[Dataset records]

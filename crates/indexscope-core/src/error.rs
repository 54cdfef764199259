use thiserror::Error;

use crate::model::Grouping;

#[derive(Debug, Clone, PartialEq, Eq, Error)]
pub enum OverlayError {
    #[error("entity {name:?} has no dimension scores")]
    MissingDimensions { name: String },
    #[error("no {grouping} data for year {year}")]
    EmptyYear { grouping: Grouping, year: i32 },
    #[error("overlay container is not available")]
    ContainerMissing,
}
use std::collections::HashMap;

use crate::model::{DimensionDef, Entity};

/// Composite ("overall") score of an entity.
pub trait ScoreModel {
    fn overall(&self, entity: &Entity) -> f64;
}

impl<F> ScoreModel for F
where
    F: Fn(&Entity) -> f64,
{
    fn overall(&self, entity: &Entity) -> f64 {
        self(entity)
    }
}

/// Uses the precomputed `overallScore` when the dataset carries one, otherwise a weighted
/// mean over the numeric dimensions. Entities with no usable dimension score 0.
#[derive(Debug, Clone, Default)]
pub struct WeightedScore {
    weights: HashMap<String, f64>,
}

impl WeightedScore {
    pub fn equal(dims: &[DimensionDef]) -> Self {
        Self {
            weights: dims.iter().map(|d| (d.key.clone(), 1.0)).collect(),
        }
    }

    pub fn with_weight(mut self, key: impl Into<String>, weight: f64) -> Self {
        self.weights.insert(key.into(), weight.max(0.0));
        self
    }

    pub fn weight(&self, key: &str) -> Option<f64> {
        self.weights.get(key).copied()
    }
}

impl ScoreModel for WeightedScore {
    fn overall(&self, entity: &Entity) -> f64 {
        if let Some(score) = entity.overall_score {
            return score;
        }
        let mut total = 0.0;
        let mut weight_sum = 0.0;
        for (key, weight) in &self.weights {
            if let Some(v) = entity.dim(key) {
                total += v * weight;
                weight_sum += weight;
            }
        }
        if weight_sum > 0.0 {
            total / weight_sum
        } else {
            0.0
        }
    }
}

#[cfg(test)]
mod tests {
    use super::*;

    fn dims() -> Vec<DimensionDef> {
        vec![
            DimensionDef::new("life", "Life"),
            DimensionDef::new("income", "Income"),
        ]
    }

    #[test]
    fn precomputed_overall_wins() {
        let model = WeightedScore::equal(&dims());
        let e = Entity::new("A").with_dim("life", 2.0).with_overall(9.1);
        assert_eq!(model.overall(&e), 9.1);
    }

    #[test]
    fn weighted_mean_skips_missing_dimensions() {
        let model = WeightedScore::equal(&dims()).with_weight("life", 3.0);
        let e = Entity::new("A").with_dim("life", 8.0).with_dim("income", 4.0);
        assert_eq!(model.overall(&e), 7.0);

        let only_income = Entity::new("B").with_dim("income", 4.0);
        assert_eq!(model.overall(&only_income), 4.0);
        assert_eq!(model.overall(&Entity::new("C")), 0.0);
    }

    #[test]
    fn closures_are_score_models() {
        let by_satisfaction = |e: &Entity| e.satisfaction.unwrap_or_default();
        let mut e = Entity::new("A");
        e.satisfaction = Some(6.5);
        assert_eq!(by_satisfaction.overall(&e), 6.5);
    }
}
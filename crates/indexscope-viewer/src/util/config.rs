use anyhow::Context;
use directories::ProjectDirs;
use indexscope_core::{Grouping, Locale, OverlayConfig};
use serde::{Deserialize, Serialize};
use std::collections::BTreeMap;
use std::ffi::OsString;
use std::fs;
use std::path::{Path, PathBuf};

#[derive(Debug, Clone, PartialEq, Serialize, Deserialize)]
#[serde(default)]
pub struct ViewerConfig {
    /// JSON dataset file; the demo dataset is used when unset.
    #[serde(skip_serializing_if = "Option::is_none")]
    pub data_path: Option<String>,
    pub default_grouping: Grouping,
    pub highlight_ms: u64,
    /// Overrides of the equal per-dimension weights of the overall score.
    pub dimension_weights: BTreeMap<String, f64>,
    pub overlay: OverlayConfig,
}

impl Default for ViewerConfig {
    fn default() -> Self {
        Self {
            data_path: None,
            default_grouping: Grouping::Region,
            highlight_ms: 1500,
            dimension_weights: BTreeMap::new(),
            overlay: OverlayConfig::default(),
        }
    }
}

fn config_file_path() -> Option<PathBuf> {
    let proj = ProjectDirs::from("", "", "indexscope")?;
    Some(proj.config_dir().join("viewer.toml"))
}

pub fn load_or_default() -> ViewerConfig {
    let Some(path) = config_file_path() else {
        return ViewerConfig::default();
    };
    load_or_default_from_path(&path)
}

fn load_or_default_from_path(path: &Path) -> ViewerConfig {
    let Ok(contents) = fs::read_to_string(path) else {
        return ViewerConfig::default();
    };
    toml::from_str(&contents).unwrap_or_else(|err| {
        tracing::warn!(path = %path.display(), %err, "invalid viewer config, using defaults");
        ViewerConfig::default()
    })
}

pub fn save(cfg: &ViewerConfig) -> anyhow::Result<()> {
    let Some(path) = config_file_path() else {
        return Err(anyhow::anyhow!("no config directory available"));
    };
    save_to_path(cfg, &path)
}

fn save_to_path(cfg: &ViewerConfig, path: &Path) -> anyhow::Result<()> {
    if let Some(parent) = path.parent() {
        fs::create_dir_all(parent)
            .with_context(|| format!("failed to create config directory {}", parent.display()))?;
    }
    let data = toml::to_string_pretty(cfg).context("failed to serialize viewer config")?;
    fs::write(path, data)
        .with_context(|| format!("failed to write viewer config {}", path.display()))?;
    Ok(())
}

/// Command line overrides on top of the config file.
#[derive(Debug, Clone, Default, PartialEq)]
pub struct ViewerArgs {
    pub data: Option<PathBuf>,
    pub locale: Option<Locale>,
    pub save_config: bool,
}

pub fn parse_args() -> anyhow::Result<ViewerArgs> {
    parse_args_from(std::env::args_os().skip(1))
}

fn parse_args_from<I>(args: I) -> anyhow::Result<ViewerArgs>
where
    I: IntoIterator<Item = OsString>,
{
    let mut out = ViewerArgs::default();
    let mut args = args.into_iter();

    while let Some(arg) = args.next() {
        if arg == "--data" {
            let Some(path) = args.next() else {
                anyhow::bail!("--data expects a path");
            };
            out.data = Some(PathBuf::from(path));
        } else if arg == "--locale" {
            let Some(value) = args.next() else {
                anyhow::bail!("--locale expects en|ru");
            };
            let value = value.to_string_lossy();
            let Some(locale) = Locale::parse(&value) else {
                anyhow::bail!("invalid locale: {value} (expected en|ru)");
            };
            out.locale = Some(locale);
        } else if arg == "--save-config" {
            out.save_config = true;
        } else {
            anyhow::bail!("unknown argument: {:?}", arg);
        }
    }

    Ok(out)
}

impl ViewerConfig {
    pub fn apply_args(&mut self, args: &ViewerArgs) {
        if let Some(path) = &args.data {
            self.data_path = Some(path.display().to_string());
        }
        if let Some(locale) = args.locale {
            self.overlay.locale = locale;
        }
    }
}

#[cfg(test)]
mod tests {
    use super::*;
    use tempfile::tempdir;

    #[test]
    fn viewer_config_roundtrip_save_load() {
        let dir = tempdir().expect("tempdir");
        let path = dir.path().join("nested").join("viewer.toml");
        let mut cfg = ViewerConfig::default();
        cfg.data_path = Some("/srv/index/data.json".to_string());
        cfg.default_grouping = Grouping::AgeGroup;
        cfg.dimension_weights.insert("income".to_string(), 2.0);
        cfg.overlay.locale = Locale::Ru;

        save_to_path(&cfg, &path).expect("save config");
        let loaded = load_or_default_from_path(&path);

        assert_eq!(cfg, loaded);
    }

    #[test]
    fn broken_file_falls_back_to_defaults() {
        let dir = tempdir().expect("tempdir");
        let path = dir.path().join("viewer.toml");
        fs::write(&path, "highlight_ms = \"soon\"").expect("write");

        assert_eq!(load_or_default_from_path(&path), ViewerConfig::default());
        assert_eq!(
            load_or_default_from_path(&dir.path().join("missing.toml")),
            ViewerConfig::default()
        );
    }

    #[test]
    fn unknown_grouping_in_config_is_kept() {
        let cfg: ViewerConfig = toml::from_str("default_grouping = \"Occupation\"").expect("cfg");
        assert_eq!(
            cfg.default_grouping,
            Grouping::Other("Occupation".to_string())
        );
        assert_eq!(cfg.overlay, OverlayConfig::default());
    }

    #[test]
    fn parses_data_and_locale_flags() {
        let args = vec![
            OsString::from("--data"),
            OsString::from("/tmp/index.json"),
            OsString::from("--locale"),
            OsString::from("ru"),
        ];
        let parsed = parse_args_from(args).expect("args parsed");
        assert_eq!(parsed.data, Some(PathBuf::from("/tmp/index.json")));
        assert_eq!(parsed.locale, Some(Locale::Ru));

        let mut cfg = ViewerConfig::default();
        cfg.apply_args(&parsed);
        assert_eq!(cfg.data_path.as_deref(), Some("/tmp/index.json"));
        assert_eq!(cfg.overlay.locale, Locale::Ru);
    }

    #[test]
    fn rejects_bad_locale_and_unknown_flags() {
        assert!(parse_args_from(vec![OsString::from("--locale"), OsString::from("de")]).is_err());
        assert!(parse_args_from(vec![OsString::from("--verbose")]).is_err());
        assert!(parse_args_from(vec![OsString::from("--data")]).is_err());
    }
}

> _ACTIVITY_: From the records above, report the count of lines containing "return" and nothing more.

> _PROBLEM SOLUTION_: 4